Not many people were out on the patio. Maybe because it was already getting too hot out there. You can see how the sun is glaring onto people sitting there.
I asked permission and quickly took this photo of the woman with a baby. It wasn't her baby because the mother was standing there. Maybe she is the grandma. There is a hint of a smile on the baby's face. Welcome here little one......
I have spent quite a bit of time thinking about Stacey. I have called old friends and relatives back in the United States and here because her death brought to the forefront of my mind about how briefly we are here. And we never know when it is our day to leave. Since I almost died a few months ago, I do not fear death. It was so peaceful as I felt myself floating out the window. I guess what I fear is that I didn't do enough for my loved ones while I was here.
Years ago I gave up on doing anything special, like writing a best selling novel (That was my main dream) or winning some kind of awards, or becoming wealthy or super athletic or famous in any way. I just accept being a simple person living from day to day, doing whatever is necessary to survive. And being kind to my friends and family and anyone else who comes into my life. When I am not kind, I suffer a long time in my mind. I think of my unkindness many times. So one thing I need to do is to be more forgiving of myself for being human and having flaws and being unkind at times.
Having a blog has brought me many friends but also heartache. I never know who will contact me and some people unfortunately are users. And I have been used a lot. So that makes me less open to meeting new people. Stacey's death also has made me think of the arguments I have had with friends and the breakups that happened because of those arguments. But we can't change the past. We can only look to the future. Above is a new life coming into this old world.
I want to try to be more trusting but sometimes it is hard as we age. Too much water under the bridge. But it was a real gift for me this morning to see and photograph the new little girl.

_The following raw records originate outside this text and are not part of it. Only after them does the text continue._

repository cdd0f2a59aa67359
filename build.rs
#![deny(clippy::implicit_return)]
#![allow(clippy::needless_return)]

use anyhow::Result;
use vergen::EmitBuilder;

fn main() -> Result<()> {
    println!("cargo:rerun-if-changed=assets");

    EmitBuilder::builder()
        .build_timestamp()
        .git_describe(true, true, None)
        .emit()?;

    return Ok(());
}
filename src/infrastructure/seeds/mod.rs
pub mod embedded;
pub mod file;
pub mod http;
pub mod noop;

use crate::domain::models::SeedBox;

pub struct SeedManager {}

impl SeedManager {
    /// Resolves a seed setting: `embedded`, `none`, an `http(s)://` URL, or
    /// anything else as a local file path.
    pub fn get(source: &str) -> SeedBox {
        if source == "embedded" {
            return Box::<embedded::EmbeddedSeed>::default();
        }

        if source == "none" || source.is_empty() {
            return Box::<noop::NoopSeed>::default();
        }

        if source.starts_with("http://") || source.starts_with("https://") {
            return Box::new(http::HttpSeed::new(source.to_string()));
        }

        return Box::new(file::FileSeed::new(source.into()));
    }
}
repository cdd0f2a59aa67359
pub mod models;
pub mod services;
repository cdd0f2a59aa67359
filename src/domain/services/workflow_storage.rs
#[cfg(test)]
#[path = "workflow_storage_test.rs"]
mod tests;

use anyhow::Context;
use anyhow::Result;
use chrono::SecondsFormat;
use chrono::Utc;
use uuid::Uuid;

use crate::domain::models::Document;
use crate::domain::models::InitOutcome;
use crate::domain::models::NewSession;
use crate::domain::models::NewStep;
use crate::domain::models::SeedBox;
use crate::domain::models::Session;
use crate::domain::models::SessionPatch;
use crate::domain::models::StepPatch;
use crate::domain::models::StorageBox;
use crate::domain::models::WorkflowError;
use crate::domain::models::SCHEMA_VERSION;

pub const STORAGE_KEY: &str = "workflow-console-v0.2";

/// Repository over the single persisted workflow document. Every mutator
/// re-reads the latest document, changes one entity and writes the whole
/// document back.
pub struct WorkflowStorage {
    storage: StorageBox,
}

impl WorkflowStorage {
    pub fn new(storage: StorageBox) -> WorkflowStorage {
        return WorkflowStorage { storage };
    }

    pub fn create_id() -> String {
        return Uuid::new_v4().to_string();
    }

    pub fn now() -> String {
        return Utc::now().to_rfc3339_opts(SecondsFormat::Millis, true);
    }

    /// Reads the persisted document. Anything unusable, whether missing,
    /// unreadable, corrupt or from another schema version, comes back as
    /// `None`.
    pub fn load(&self) -> Option<Document> {
        let payload = match self.storage.get_item(STORAGE_KEY) {
            Ok(Some(payload)) => payload,
            Ok(None) => return None,
            Err(err) => {
                tracing::error!(
                    error = ?err,
                    storage = %self.storage.name(),
                    "Failed to read workflow data"
                );
                return None;
            }
        };

        let version = match Document::stored_version(&payload) {
            Ok(version) => version,
            Err(err) => {
                tracing::error!(error = ?err, "Failed to parse workflow data");
                return None;
            }
        };
        if version != SCHEMA_VERSION {
            tracing::warn!(version = %version, "Data version mismatch, ignoring stored data");
            return None;
        }

        let document: Document = match serde_json::from_str(&payload) {
            Ok(document) => document,
            Err(err) => {
                tracing::error!(error = ?err, "Failed to parse workflow data");
                return None;
            }
        };

        return Some(document);
    }

    /// Stamps `last_updated` and overwrites the stored document.
    pub fn save(&self, document: &mut Document) -> Result<()> {
        document.last_updated = WorkflowStorage::now();
        let payload = serde_json::to_string(document)?;

        self.storage
            .set_item(STORAGE_KEY, &payload)
            .context("Failed to save workflow data")?;

        tracing::debug!(
            storage = %self.storage.name(),
            sessions = document.sessions.len(),
            "Saved workflow data"
        );
        return Ok(());
    }

    pub fn clear(&self) -> Result<()> {
        self.storage.remove_item(STORAGE_KEY)?;
        return Ok(());
    }

    fn load_initialized(&self) -> Result<Document> {
        return match self.load() {
            Some(document) => Ok(document),
            None => Err(WorkflowError::NotInitialized.into()),
        };
    }

    /// Loads, applies `f`, then saves. Nothing is written if `f` fails.
    fn mutate<T, F>(&self, f: F) -> Result<T>
    where
        F: FnOnce(&mut Document) -> Result<T>,
    {
        let mut document = self.load_initialized()?;
        let res = f(&mut document)?;
        self.save(&mut document)?;

        return Ok(res);
    }

    /// All sessions, newest first.
    pub fn list_sessions(&self) -> Vec<Session> {
        return match self.load() {
            Some(document) => document.sorted_sessions().into_iter().cloned().collect(),
            None => vec![],
        };
    }

    pub fn get_session(&self, session_id: &str) -> Option<Session> {
        return self
            .load()
            .and_then(|document| return document.session(session_id).cloned());
    }

    pub fn get_current_session_id(&self) -> Option<String> {
        return self
            .load()
            .and_then(|document| return document.current_session_id);
    }

    pub fn set_current_session_id(&self, session_id: Option<&str>) -> Result<()> {
        return self.mutate(|document| {
            if let Some(id) = session_id {
                if document.session(id).is_none() {
                    return Err(WorkflowError::SessionNotFound(id.to_string()).into());
                }
            }

            document.current_session_id = session_id.map(|e| return e.to_string());
            return Ok(());
        });
    }

    /// Creates an empty session and makes it current.
    pub fn add_session(&self, new_session: NewSession) -> Result<String> {
        let new_session = new_session.normalize()?;

        return self.mutate(|document| {
            let session =
                new_session.into_session(WorkflowStorage::create_id(), WorkflowStorage::now());
            let session_id = session.session_id.to_string();

            document.sessions.push(session);
            document.current_session_id = Some(session_id.to_string());

            tracing::debug!(session_id, "Added session");
            return Ok(session_id);
        });
    }

    pub fn update_session(&self, session_id: &str, patch: SessionPatch) -> Result<()> {
        return self.mutate(|document| {
            let session = document.session_mut(session_id)?;
            patch.apply(session)?;
            return Ok(());
        });
    }

    pub fn delete_session(&self, session_id: &str) -> Result<()> {
        return self.mutate(|document| {
            let removed = document.remove_session(session_id)?;
            tracing::debug!(
                session_id,
                steps = removed.steps.len(),
                current = ?document.current_session_id,
                "Deleted session"
            );
            return Ok(());
        });
    }

    /// Deep copies a session with fresh ids and makes the copy current.
    pub fn duplicate_session(&self, session_id: &str) -> Result<String> {
        return self.mutate(|document| {
            let copy = match document.session(session_id) {
                Some(session) => {
                    session.duplicate(WorkflowStorage::now(), WorkflowStorage::create_id)
                }
                None => return Err(WorkflowError::SessionNotFound(session_id.to_string()).into()),
            };
            let copy_id = copy.session_id.to_string();

            document.sessions.push(copy);
            document.current_session_id = Some(copy_id.to_string());

            return Ok(copy_id);
        });
    }

    /// Appends a step after the current highest order.
    pub fn add_step(&self, session_id: &str, new_step: NewStep) -> Result<String> {
        let new_step = new_step.normalize()?;

        return self.mutate(|document| {
            let session = document.session_mut(session_id)?;
            let order = session.next_order()?;
            let step = new_step.into_step(
                WorkflowStorage::create_id(),
                order,
                WorkflowStorage::now(),
            );
            let step_id = step.id.to_string();

            session.steps.push(step);
            return Ok(step_id);
        });
    }

    pub fn update_step(&self, session_id: &str, step_id: &str, patch: StepPatch) -> Result<()> {
        return self.mutate(|document| {
            let step = document.session_mut(session_id)?.step_mut(step_id)?;
            patch.apply(step)?;
            return Ok(());
        });
    }

    /// Removes a step and renumbers the remaining ones to `1..N`.
    pub fn delete_step(&self, session_id: &str, step_id: &str) -> Result<()> {
        return self.mutate(|document| {
            document.session_mut(session_id)?.remove_step(step_id)?;
            return Ok(());
        });
    }

    /// Swaps a step with the one before it. The first step is left alone and
    /// nothing is written.
    pub fn move_step_left(&self, session_id: &str, step_id: &str) -> Result<bool> {
        let mut document = self.load_initialized()?;
        let moved = document.session_mut(session_id)?.move_step_left(step_id)?;
        if moved {
            self.save(&mut document)?;
        }

        return Ok(moved);
    }

    /// Bootstraps an empty store from `seed`. A failing seed still leaves a
    /// valid, empty document behind; only storage write errors are returned.
    pub async fn initialize(&self, seed: &SeedBox) -> Result<InitOutcome> {
        if self.load().is_some() {
            tracing::debug!("Storage already initialized");
            return Ok(InitOutcome::AlreadyInitialized);
        }

        match seed.fetch().await {
            Ok(session) => {
                let session_id = session.session_id.to_string();
                let mut document = Document::with_session(session, WorkflowStorage::now());
                self.save(&mut document)?;

                tracing::info!(seed = seed.describe(), "Storage initialized with sample data");
                return Ok(InitOutcome::Seeded(session_id));
            }
            Err(err) => {
                tracing::error!(error = ?err, seed = seed.describe(), "Failed to load seed data");

                let mut document = Document::empty(WorkflowStorage::now());
                self.save(&mut document)?;

                tracing::info!("Storage initialized with empty data");
                return Ok(InitOutcome::Empty);
            }
        }
    }
}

I didn't talk, just asked if I could take the picture and moved on. I didn't want to make anyone sick. So life goes on.
I was thinking this morning that since I have moved here, about nine or ten years ago, four of my women friends have passed away and three men. No matter where we go, death will be there, waiting for us when it is our time. The guilt I feel is because of not doing enough with my days, or not loving my friends and family enough. For wasting time doing nothing at all. I will try harder. To be a better person and a better friend. And to be more forgiving of myself when I am fail at that.